• [PROBLEM STATEMENT]
Reproduce the opening lines of the records exactly, please, stopping after the line that contains "text.lines()".

(Stored items)
---

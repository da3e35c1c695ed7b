//! Line-oriented parsing of nmap port tables

use once_cell::sync::Lazy;
use regex::Regex;
use tracing::trace;

use nsight_common::{Port, PortSet};

/// `<port>/tcp <ws> open` at the start of a line; whatever follows the state
/// prefix (service, version, `|filtered`) is ignored.
static OPEN_TCP_RE: Lazy<Regex> =
    Lazy::new(|| Regex::new(r"^(\d+)/tcp\s+open").expect("valid open-port regex"));

/// Collect every TCP port reported in state `open`.
///
/// Lines that do not match are ignored. Any positive port number is kept,
/// including values outside the conventional TCP range.
pub fn parse_open_ports(text: &str) -> PortSet {
    text.lines()
        .filter_map(|line| parse_line(line.trim()))
        .collect()
}

fn parse_line(line: &str) -> Option<Port> {
    let captures = OPEN_TCP_RE.captures(line)?;
    match captures[1].parse::<Port>() {
        Ok(0) | Err(_) => {
            trace!("Ignoring non-positive or oversized port in line: {}", line);
            None
        }
        Ok(port) => Some(port),
    }
}
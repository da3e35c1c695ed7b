use clap::{Parser, Subcommand, ValueEnum};
use std::path::PathBuf;

#[derive(Parser)]
#[command(name = "nsight")]
#[command(version)]
#[command(about = "Spot composite network services in nmap output", long_about = None)]
pub struct Cli {
    #[command(subcommand)]
    pub command: Commands,

    /// Increase verbosity (-v, -vv, -vvv)
    #[arg(short, long, action = clap::ArgAction::Count, global = true)]
    pub verbose: u8,

    /// Disable ANSI colour output (also honoured via NO_COLOR)
    #[arg(long, global = true)]
    pub no_color: bool,
}

#[derive(Subcommand)]
pub enum Commands {
    /// Match the open ports of an nmap report against the signature catalog
    #[command(alias = "a")]
    Analyze {
        /// nmap normal output (-oN) file, or `-` for stdin
        report: PathBuf,

        /// Output format
        #[arg(short, long, value_enum, default_value_t = OutputFormat::Text)]
        format: OutputFormat,

        /// JSON signature catalog to use instead of the built-in one
        #[arg(short, long)]
        signatures: Option<PathBuf>,
    },
    /// List the signatures in the active catalog
    #[command(alias = "s")]
    Signatures {
        /// Output format
        #[arg(short, long, value_enum, default_value_t = OutputFormat::Text)]
        format: OutputFormat,

        /// JSON signature catalog to use instead of the built-in one
        #[arg(short, long)]
        signatures: Option<PathBuf>,
    },
}

#[derive(Debug, Clone, Copy, PartialEq, Eq, ValueEnum)]
pub enum OutputFormat {
    Text,
    Json,
}

#[cfg(test)]
mod tests {
    use super::*;

    #[test]
    fn test_parse_analyze_defaults() {
        let cli = Cli::try_parse_from(["nsight", "analyze", "scan.txt"]).unwrap();
        assert_eq!(cli.verbose, 0);
        assert!(!cli.no_color);
        match cli.command {
            Commands::Analyze { report, format, signatures } => {
                assert_eq!(report, PathBuf::from("scan.txt"));
                assert_eq!(format, OutputFormat::Text);
                assert!(signatures.is_none());
            }
            _ => panic!("expected analyze"),
        }
    }

    #[test]
    fn test_parse_global_flags_after_subcommand() {
        let cli = Cli::try_parse_from([
            "nsight", "a", "-", "--no-color", "-vv", "--format", "json", "-s", "sigs.json",
        ])
        .unwrap();
        assert!(cli.no_color);
        assert_eq!(cli.verbose, 2);
        match cli.command {
            Commands::Analyze { report, format, signatures } => {
                assert_eq!(report, PathBuf::from("-"));
                assert_eq!(format, OutputFormat::Json);
                assert_eq!(signatures, Some(PathBuf::from("sigs.json")));
            }
            _ => panic!("expected analyze"),
        }
    }

    #[test]
    fn test_analyze_requires_report() {
        assert!(Cli::try_parse_from(["nsight", "analyze"]).is_err());
        assert!(Cli::try_parse_from(["nsight", "analyze", "x", "--format", "csv"]).is_err());
    }
}
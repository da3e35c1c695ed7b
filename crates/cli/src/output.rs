//! Output formatting for match reports and catalogs

use anyhow::Result;
use colored::Colorize;
use serde_json::json;

use nsight_common::{MatchOutcome, Port, Report};
use nsight_signatures::SignatureCatalog;

use crate::args::OutputFormat;
use crate::config::OutputConfig;

#[derive(Debug, Clone, Copy)]
enum Tone {
    Marker,
    Service,
    Required,
    Present,
    Missing,
    Notice,
}

fn paint(text: &str, tone: Tone, color: bool) -> String {
    if !color {
        return text.to_string();
    }
    match tone {
        Tone::Marker | Tone::Required => text.green().bold().to_string(),
        Tone::Service => text.cyan().bold().to_string(),
        Tone::Present => text.yellow().bold().to_string(),
        Tone::Missing => text.dimmed().to_string(),
        Tone::Notice => text.yellow().to_string(),
    }
}

/// "139, 445" with every port styled on its own.
fn join_ports(ports: &[Port], tone: Tone, color: bool) -> String {
    ports
        .iter()
        .map(|p| paint(&p.to_string(), tone, color))
        .collect::<Vec<_>>()
        .join(", ")
}

/// Render a report in the configured format.
pub fn render_report(report: &Report, config: &OutputConfig) -> Result<String> {
    match config.format {
        OutputFormat::Text => Ok(report_text(report, config.color)),
        OutputFormat::Json => report_json(report),
    }
}

/// Render the catalog in the configured format.
pub fn render_catalog(catalog: &SignatureCatalog, config: &OutputConfig) -> Result<String> {
    match config.format {
        OutputFormat::Text => Ok(catalog_text(catalog, config.color)),
        OutputFormat::Json => Ok(serde_json::to_string_pretty(catalog)?),
    }
}

fn report_text(report: &Report, color: bool) -> String {
    let outcomes = match report {
        Report::NoOpenPorts => {
            return format!("{}\n", paint("No open ports found.", Tone::Notice, color));
        }
        Report::Evaluated { outcomes, .. } => outcomes,
    };

    let mut out = String::new();
    for outcome in outcomes {
        out.push_str(&outcome_line(outcome, color));
        out.push('\n');
    }
    if outcomes.is_empty() {
        out.push_str(&paint(
            "No composite service signatures recognised.",
            Tone::Notice,
            color,
        ));
        out.push('\n');
    }
    out.push('\n');
    out
}

fn outcome_line(outcome: &MatchOutcome, color: bool) -> String {
    let mut line = format!(
        "{} {}: Required ports {} are present",
        paint("▶", Tone::Marker, color),
        paint(&format!("Possible {} detected", outcome.name), Tone::Service, color),
        join_ports(&outcome.required, Tone::Required, color)
    );
    if !outcome.has_optional() {
        return line;
    }
    if !outcome.present.is_empty() {
        line.push_str(&format!(
            ", optional ports {} are also present",
            join_ports(&outcome.present, Tone::Present, color)
        ));
    }
    if !outcome.missing.is_empty() {
        line.push_str(&format!(
            ", optional ports {} are missing",
            join_ports(&outcome.missing, Tone::Missing, color)
        ));
    }
    line
}

fn report_json(report: &Report) -> Result<String> {
    let status = match report {
        Report::NoOpenPorts => "no_open_ports",
        Report::Evaluated { outcomes, .. } if outcomes.is_empty() => "no_matches",
        Report::Evaluated { .. } => "matched",
    };

    let output = json!({
        "open_ports": report.open_ports(),
        "status": status,
        "matches": report.outcomes(),
    });

    Ok(serde_json::to_string_pretty(&output)?)
}

fn catalog_text(catalog: &SignatureCatalog, color: bool) -> String {
    let mut out = String::new();
    for (idx, sig) in catalog.iter().enumerate() {
        let required: Vec<Port> = sig.required.iter().copied().collect();
        out.push_str(&format!(
            "[{}] {}: required {}",
            idx + 1,
            paint(&sig.name, Tone::Service, color),
            join_ports(&required, Tone::Required, color)
        ));
        if !sig.optional.is_empty() {
            let optional: Vec<Port> = sig.optional.iter().copied().collect();
            out.push_str(&format!(
                ", optional {}",
                join_ports(&optional, Tone::Present, color)
            ));
        }
        out.push('\n');
    }
    out
}
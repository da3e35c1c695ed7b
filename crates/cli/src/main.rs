mod args;
mod config;
mod output;
mod runner;

use anyhow::Result;
use clap::Parser;
use tracing_subscriber::{fmt, EnvFilter};

use args::{Cli, Commands};
use config::OutputConfig;
use runner::{run_analyze, run_signatures};

#[tokio::main]
async fn main() -> Result<()> {
    let cli = Cli::parse();
    init_logging(cli.verbose);

    match cli.command {
        Commands::Analyze {
            report,
            format,
            signatures,
        } => {
            let config = OutputConfig::from_env(cli.no_color, format);
            run_analyze(&report, signatures.as_deref(), &config).await?;
        }
        Commands::Signatures { format, signatures } => {
            let config = OutputConfig::from_env(cli.no_color, format);
            run_signatures(signatures.as_deref(), &config)?;
        }
    }

    Ok(())
}

fn init_logging(verbose: u8) {
    let log_level = match verbose {
        0 => "warn",
        1 => "info",
        2 => "debug",
        _ => "trace",
    };

    let filter = EnvFilter::try_from_default_env()
        .unwrap_or_else(|_| EnvFilter::new(log_level));

    // stdout carries the report; logs go to stderr
    fmt()
        .with_env_filter(filter)
        .with_writer(std::io::stderr)
        .compact()
        .init();
}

---

• [ANSWER BOX]
repository da3e35c1c695ed7b
//! Line-oriented parsing of nmap port tables

use once_cell::sync::Lazy;
use regex::Regex;
use tracing::trace;

use nsight_common::{Port, PortSet};

/// `<port>/tcp <ws> open` at the start of a line; whatever follows the state
/// prefix (service, version, `|filtered`) is ignored.
static OPEN_TCP_RE: Lazy<Regex> =
    Lazy::new(|| Regex::new(r"^(\d+)/tcp\s+open").expect("valid open-port regex"));

/// Collect every TCP port reported in state `open`.
///
/// Lines that do not match are ignored. Any positive port number is kept,
/// including values outside the conventional TCP range.
pub fn parse_open_ports(text: &str) -> PortSet {
    text.lines()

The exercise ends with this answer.